Okay, so first of all, I love Nickel Boys. I can’t wait to see it again in theaters. I did want to, of course, talk about the way that you and I met, which was a Film Independent Project Involve, and a now award-winning short, Emergency.
You were the cinematographer, and I was the producer. I always thought it was fascinating. And I don’t think I ever got an opportunity to really delve in with you about it.
But when you were speaking with Carey [Williams, director], initially, I think you sent him a sheet to fill out to really get inside of what it is he was visually trying to do. Could you talk a little bit about what that was, and have you evolved that method? Do you still use it?

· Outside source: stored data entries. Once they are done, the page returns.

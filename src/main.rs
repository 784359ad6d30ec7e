//! # fluent-worklist
//!
//! Command-line front end for compiling pipetting protocols into Tecan worklists.
//!
//! ## Usage
//!
//! ```bash
//! # Compile a JSON protocol into a GWL worklist
//! fluent-worklist compile protocol.json dilution.gwl
//!
//! # Inspect or validate a worklist
//! fluent-worklist inspect dilution.gwl
//! fluent-worklist validate dilution.gwl
//!
//! # Convert between well names and offsets
//! fluent-worklist well H12
//!
//! # Write a demo dilution series
//! fluent-worklist demo
//! ```

mod cli;

use anyhow::Result;
use clap::Parser;

fn main() -> Result<()> {
    let cli = cli::Cli::parse();
    cli::init_logging(cli.verbosity());
    cli::dispatch(cli)
}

Oh, that’s a great question. Yeah, I think when we were prepping that, I had sent Carey almost a script analysis sheet, like the way an actor might use to break down their character more formally.
I think that the sheet went into what was the spine of the character? What is their objective? What are the obstacles? What makes this day or set of days different than any other set of days in their life?
And yeah, initially just to try to build a vocabulary with the director that wasn’t necessarily aesthetic, but was more emotional, and more about the performances and more about the emotional story that they wanted to tell with the hope there that I would take that information, and then translate it over to maybe more visual modes.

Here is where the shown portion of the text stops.